(Saved entries)
● ● ● ● ●

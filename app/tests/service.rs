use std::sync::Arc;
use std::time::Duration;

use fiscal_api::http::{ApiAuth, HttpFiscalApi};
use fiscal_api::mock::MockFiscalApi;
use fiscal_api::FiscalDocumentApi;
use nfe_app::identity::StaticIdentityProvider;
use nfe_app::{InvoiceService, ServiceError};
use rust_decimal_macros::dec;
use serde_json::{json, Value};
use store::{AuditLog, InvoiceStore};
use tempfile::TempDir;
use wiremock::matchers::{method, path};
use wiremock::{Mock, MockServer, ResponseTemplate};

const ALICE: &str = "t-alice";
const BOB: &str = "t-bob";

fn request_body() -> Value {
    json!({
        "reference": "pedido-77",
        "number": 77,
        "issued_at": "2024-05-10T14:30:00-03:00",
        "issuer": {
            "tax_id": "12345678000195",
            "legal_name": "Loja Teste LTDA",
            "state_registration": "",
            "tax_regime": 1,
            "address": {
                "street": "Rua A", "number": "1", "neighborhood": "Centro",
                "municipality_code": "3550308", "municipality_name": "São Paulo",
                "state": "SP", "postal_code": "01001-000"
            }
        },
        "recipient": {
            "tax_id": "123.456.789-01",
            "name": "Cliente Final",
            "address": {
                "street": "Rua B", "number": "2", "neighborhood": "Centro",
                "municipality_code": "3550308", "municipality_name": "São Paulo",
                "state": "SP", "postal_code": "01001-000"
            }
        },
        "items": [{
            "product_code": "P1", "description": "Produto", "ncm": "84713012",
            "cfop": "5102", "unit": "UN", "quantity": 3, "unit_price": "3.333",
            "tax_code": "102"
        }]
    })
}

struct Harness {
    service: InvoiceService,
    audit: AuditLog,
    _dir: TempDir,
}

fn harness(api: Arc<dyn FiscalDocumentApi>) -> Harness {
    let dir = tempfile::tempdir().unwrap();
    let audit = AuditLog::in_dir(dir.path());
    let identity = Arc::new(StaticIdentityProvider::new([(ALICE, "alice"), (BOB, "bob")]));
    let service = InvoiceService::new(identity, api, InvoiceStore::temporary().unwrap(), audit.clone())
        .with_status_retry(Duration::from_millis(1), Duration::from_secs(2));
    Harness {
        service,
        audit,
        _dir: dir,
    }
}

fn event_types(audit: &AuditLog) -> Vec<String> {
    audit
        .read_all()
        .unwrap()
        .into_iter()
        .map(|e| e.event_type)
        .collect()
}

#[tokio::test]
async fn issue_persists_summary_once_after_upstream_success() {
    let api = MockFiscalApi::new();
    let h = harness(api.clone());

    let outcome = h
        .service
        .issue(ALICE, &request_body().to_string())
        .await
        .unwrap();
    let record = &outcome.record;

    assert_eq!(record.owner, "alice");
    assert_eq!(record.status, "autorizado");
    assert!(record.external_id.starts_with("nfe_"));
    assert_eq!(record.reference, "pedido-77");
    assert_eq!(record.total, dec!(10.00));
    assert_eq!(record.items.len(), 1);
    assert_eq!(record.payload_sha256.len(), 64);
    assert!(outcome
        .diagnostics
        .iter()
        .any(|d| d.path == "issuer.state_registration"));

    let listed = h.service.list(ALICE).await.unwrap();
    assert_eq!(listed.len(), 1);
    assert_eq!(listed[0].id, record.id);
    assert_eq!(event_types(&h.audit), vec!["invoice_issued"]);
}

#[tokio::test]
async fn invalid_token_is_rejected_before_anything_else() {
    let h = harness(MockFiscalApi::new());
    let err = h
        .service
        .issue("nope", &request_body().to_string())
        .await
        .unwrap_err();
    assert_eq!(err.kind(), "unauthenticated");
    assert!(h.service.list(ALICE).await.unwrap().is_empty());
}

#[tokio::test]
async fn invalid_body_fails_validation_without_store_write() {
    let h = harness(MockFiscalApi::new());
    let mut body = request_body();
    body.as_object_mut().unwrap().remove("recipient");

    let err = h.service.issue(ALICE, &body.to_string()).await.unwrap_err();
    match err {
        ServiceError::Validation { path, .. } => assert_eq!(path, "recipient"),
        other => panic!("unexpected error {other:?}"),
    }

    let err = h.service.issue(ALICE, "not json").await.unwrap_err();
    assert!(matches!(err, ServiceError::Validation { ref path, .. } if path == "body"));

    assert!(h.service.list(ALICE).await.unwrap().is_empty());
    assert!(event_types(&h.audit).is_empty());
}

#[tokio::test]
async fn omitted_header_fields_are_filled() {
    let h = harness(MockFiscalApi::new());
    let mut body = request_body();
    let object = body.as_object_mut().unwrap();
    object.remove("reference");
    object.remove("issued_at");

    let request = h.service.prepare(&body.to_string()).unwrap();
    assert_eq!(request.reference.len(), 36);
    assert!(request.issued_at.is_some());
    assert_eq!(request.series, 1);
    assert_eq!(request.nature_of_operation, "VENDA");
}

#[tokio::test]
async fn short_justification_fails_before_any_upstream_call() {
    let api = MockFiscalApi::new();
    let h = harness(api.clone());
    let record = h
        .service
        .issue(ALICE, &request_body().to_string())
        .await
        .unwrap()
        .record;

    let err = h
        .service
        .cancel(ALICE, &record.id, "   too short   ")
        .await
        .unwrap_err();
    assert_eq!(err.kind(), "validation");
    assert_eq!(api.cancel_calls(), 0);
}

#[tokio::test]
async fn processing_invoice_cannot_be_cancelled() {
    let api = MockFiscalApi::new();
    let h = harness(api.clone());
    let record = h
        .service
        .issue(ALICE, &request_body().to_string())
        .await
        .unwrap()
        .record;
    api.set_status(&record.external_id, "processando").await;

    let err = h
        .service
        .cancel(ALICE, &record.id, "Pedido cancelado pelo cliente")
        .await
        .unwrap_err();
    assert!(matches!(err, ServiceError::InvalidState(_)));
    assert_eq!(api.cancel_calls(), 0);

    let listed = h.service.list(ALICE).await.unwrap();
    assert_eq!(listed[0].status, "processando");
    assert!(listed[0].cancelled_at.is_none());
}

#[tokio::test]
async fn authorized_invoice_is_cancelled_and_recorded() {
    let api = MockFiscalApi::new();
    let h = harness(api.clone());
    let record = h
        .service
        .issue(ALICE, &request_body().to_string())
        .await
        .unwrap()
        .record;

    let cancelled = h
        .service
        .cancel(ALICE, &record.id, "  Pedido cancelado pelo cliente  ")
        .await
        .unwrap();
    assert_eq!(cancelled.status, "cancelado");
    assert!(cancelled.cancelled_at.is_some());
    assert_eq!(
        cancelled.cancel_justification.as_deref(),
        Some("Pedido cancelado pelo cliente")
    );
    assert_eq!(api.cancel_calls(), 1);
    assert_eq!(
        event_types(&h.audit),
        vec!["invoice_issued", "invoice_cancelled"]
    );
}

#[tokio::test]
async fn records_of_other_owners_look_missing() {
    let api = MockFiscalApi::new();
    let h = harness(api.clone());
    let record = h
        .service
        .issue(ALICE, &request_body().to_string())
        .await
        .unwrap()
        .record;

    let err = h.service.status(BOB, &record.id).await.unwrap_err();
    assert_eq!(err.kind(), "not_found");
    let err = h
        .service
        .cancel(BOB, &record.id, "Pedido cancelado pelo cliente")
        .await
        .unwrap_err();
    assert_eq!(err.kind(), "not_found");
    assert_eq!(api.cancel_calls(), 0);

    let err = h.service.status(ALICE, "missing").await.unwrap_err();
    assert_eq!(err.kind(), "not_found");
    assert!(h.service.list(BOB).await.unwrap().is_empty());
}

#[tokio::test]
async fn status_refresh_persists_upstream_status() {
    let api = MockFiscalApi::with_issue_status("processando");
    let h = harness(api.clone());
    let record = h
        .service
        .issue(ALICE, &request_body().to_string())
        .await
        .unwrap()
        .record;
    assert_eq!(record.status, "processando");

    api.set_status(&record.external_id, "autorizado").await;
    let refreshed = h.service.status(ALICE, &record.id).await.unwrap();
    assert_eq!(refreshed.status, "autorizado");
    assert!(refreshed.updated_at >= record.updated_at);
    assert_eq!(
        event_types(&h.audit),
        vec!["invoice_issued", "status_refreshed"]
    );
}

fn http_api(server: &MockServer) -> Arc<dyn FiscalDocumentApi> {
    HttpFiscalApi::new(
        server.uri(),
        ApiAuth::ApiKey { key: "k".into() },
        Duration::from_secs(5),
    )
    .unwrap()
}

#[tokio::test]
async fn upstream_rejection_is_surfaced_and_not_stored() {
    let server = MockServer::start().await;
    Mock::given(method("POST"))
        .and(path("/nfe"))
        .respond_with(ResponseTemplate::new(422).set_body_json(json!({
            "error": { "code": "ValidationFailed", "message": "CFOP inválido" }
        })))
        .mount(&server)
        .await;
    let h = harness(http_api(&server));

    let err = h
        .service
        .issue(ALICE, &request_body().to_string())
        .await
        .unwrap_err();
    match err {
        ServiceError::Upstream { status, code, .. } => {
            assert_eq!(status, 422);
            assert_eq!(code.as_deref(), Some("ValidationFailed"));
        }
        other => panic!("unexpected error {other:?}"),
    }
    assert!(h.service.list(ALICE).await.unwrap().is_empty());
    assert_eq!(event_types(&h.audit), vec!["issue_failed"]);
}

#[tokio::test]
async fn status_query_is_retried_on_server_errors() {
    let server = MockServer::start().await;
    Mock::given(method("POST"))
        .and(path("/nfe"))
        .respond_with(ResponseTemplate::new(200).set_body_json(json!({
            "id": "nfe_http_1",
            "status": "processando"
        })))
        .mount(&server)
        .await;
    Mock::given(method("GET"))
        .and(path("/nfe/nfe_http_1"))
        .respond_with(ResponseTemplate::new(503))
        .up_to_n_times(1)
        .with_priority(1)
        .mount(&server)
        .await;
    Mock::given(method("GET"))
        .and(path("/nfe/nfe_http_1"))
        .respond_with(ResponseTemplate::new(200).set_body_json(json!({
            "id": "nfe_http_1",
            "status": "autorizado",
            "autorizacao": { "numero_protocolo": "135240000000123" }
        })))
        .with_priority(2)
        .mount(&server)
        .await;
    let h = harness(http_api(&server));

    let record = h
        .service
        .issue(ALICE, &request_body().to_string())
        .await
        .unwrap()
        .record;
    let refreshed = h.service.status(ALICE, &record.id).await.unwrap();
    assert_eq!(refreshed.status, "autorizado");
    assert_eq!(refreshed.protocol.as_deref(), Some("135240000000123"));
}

● ● ● ● ●

■ What this task involves ■
Give the number of lines above in which the word "reference" occurs, with nothing else.

■ Expected answer ■
4